What the tool can’t do

It’s not a repair tool! To produce a playable video it must be able to locate all required boxes. If for whatever reason the moov box or the ftyp box can’t be found, it will not recover a playable video unlike a tool that does so called “header-stealing” and/or generates a moov box in an untrunc manner (Klennet Carver employs these techniques). Perhaps this can be added as a future enhancement.

What it also can’t do is reassemble .insv files produced by insta360 cameras unlike Disk Drill’s Advanced Camera Recovery. My tool may be able to recover the lost video as MP4 and you may be able to reconstruct .insv files using the free Insta360 File Repair software.

How the various tools differ

I will compare how the tools differ in their approach. Of course I don’t have the source code for Klennet Carver or Disk Drill, so I’ll have to base this on my observations.

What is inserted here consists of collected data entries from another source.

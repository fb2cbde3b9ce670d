//! Peer transport abstraction.
//!
//! The peer-to-peer library is external. Sessions only need to open a
//! connection to a game code, send messages on it, and receive its
//! `open` / `data` / `close` / `error` events.

use super::game_code::GameCode;
use crate::core::{PlayerId, TransportError};
use crate::protocol::Message;

/// One bidirectional channel to a remote player.
///
/// The remote's peer id doubles as its player id.
pub trait PeerConnection {
    /// Opaque id of the remote peer, assigned by the transport.
    fn peer_id(&self) -> &PlayerId;

    /// Fire-and-forget send. `Ok` means the transport accepted the frame,
    /// not that the peer received it.
    fn send(&mut self, message: &Message) -> Result<(), TransportError>;

    fn is_open(&self) -> bool;

    fn close(&mut self);
}

/// Opens connections to a host by game code.
pub trait Connector {
    type Connection: PeerConnection + 'static;

    fn connect(&mut self, code: &GameCode) -> Result<Self::Connection, TransportError>;
}

/// Events a connection delivers to its session.
#[derive(Clone, Debug, PartialEq, Eq)]
pub enum ConnectionEvent {
    Open,
    Data(Message),
    Close,
    Error(String),
}
//! Networking: transport traits, game codes, fan-out, in-memory transport.

pub mod transport;
pub mod game_code;
pub mod broadcast;
pub mod memory;

pub use transport::{ConnectionEvent, Connector, PeerConnection};
pub use game_code::GameCode;
pub use broadcast::{BroadcastReport, Fanout};
pub use memory::{MemoryConnection, MemoryEndpoint, MemoryEvent, MemoryNetwork};
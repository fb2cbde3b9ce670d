//! JSON frame codec.

use super::message::Message;
use crate::core::ProtocolError;

/// Encode a message as one JSON text frame.
pub fn encode(message: &Message) -> Result<String, ProtocolError> {
    Ok(serde_json::to_string(message)?)
}

/// Decode one JSON text frame. Unknown `type` tags are errors.
pub fn decode(frame: &str) -> Result<Message, ProtocolError> {
    Ok(serde_json::from_str(frame)?)
}
//! The local participant's cards.
//!
//! Host and client both keep a hand, a public played area, a discard pile
//! and a view of the special area. Only the local session mutates them,
//! except for full-replace updates pushed by the host.

use crate::cards::{Card, CardId};
use crate::core::{GameError, PlayerId, TakeCardPolicy};
use crate::protocol::SpecialCards;

#[derive(Clone, Debug)]
pub struct Seat {
    pub identity: PlayerId,
    pub name: String,
    pub color: String,
    hand: Vec<Card>,
    played: Vec<Card>,
    discard: Vec<Card>,
    special: SpecialCards,
}

impl Seat {
    #[must_use]
    pub fn new(identity: PlayerId, name: impl Into<String>, color: impl Into<String>) -> Self {
        Self {
            identity,
            name: name.into(),
            color: color.into(),
            hand: Vec::new(),
            played: Vec::new(),
            discard: Vec::new(),
            special: SpecialCards::new(),
        }
    }

    #[must_use]
    pub fn hand(&self) -> &[Card] {
        &self.hand
    }

    #[must_use]
    pub fn played_cards(&self) -> &[Card] {
        &self.played
    }

    #[must_use]
    pub fn discard_pile(&self) -> &[Card] {
        &self.discard
    }

    #[must_use]
    pub fn special_cards(&self) -> &[Card] {
        &self.special
    }

    pub fn add_to_hand(&mut self, card: Card) {
        self.hand.push(card);
    }

    /// Overwrite the hand wholesale.
    pub fn replace_hand(&mut self, cards: Vec<Card>) {
        self.hand = cards;
    }

    /// Overwrite the special area wholesale.
    pub fn replace_special(&mut self, cards: SpecialCards) {
        self.special = cards;
    }

    /// Move a card from the hand to the played area.
    pub fn play(&mut self, card_id: &CardId) -> Result<Card, GameError> {
        let card = take_by_id(&mut self.hand, card_id)
            .ok_or_else(|| GameError::CardNotInHand(card_id.to_string()))?;
        self.played.push(card.clone());
        Ok(card)
    }

    /// Move a card from the played area to the discard pile.
    pub fn discard(&mut self, card_id: &CardId) -> Result<Card, GameError> {
        let card = take_by_id(&mut self.played, card_id)
            .ok_or_else(|| GameError::CardNotInPlayed(card_id.to_string()))?;
        self.discard.push(card.clone());
        Ok(card)
    }

    /// A card taken from another player lands in the played area.
    pub fn receive(&mut self, card: Card) {
        self.played.push(card);
    }

    /// Give up a played card to a take request.
    ///
    /// Returns the card to send, or `None` when the policy refuses.
    pub fn surrender(
        &mut self,
        card_id: &CardId,
        policy: TakeCardPolicy,
        image_root: &str,
    ) -> Option<Card> {
        let held = take_by_id(&mut self.played, card_id);
        match policy {
            TakeCardPolicy::Validate => held,
            TakeCardPolicy::Placeholder => Some(Card::placeholder(card_id.clone(), image_root)),
        }
    }

    /// Empty every collection.
    pub fn clear(&mut self) {
        self.hand.clear();
        self.played.clear();
        self.discard.clear();
        self.special.clear();
    }
}

fn take_by_id(cards: &mut Vec<Card>, card_id: &CardId) -> Option<Card> {
    let pos = cards.iter().position(|c| &c.id == card_id)?;
    Some(cards.remove(pos))
}

#[cfg(test)]
mod tests {
    use super::*;
    use crate::cards::CardKind;

    fn card(id: &str, value: u32) -> Card {
        Card::new(id, CardKind::Main, "x.png", value, format!("Card {value}"))
    }

    fn seat() -> Seat {
        Seat::new(PlayerId::new("me"), "Me", "#000000")
    }

    #[test]
    fn test_play_moves_card() {
        let mut seat = seat();
        seat.replace_hand(vec![card("a", 1), card("b", 2)]);

        let played = seat.play(&CardId::new("a")).unwrap();

        assert_eq!(played.id.as_str(), "a");
        assert_eq!(seat.hand().len(), 1);
        assert_eq!(seat.played_cards(), &[card("a", 1)]);
        assert_eq!(
            seat.play(&CardId::new("a")),
            Err(GameError::CardNotInHand("a".into()))
        );
    }

    #[test]
    fn test_discard_moves_card() {
        let mut seat = seat();
        seat.receive(card("a", 1));

        seat.discard(&CardId::new("a")).unwrap();

        assert!(seat.played_cards().is_empty());
        assert_eq!(seat.discard_pile().len(), 1);
        assert_eq!(
            seat.discard(&CardId::new("a")),
            Err(GameError::CardNotInPlayed("a".into()))
        );
    }

    #[test]
    fn test_replace_hand_with_empty() {
        let mut seat = seat();
        seat.replace_hand(vec![card("a", 1)]);
        seat.replace_hand(Vec::new());
        assert!(seat.hand().is_empty());
    }

    #[test]
    fn test_surrender_validate() {
        let mut seat = seat();
        seat.receive(card("a", 3));

        assert_eq!(seat.surrender(&CardId::new("zzz"), TakeCardPolicy::Validate, ""), None);
        let given = seat.surrender(&CardId::new("a"), TakeCardPolicy::Validate, "").unwrap();
        assert_eq!(given, card("a", 3));
        assert!(seat.played_cards().is_empty());
    }

    #[test]
    fn test_surrender_placeholder() {
        let mut seat = seat();
        seat.receive(card("a", 3));

        let given = seat
            .surrender(&CardId::new("a"), TakeCardPolicy::Placeholder, "img/")
            .unwrap();
        assert_eq!(given.name, "Taken Card");
        assert_eq!(given.value, 1);
        assert!(seat.played_cards().is_empty());

        let fabricated = seat
            .surrender(&CardId::new("never-held"), TakeCardPolicy::Placeholder, "img/")
            .unwrap();
        assert_eq!(fabricated.id.as_str(), "never-held");
    }
}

Klennet Carver, you could describe Klennet as a “brute force tool”, it uses about every resource of the PC it can, it puts a heavy load on CPU and memory. Unless you limit it, it will use all your cores and all memory available. Running a different task next to Klennet is possible but you’ll notice it is struggling. Klennet looks at all memory of the memory card. Apart from MP4 it can reconstruct various other fragmented file types like CR2, JPEG and Office files. It may run for hours or even more than a day depending on size of card, number of files deleted and available resources. More on Klennet’s methods. Note that it appears Klennet is not actively developed at this point.
Disk Drill‘s Advanced Video Recovery inherited it’s methods from GoProRecovery and it reconstructs files by reverse engineering how various cameras store video files. Disk Drill will therefor try discover what camera was used to create the videos and allows you do define this yourself, eg. HERO8, HERO12 etc.. Also noteworthy is that Disk Drill is a full fledged file recovery tool with comprehensive file system support, RAID support, ability to create disk images etc.. More on Disk Drill’s Advanced Camera Recovery.
Atom-Forge tries to implement a more generic approach and rather than brute force, it’s more a rules-of-thumb and ad-hoc approach. It tries to look at patterns, it has no idea about video codecs and video data. It can not cope with complex files like Insta360 .INSV files like Disk Drill can due to it’s advanced file reverse engineering approach and it can not recover files were first few fragments are at the start of an SD Card, and the rest towards the end of the card, separated by 100 GB of disk space like Klennet. It assumes that if files became fragmented, the fragments are relatively in each-others neighborhood. But it’s scan and video file reconstruction are relatively quick, and it does not build in memory arrays to keep track of files.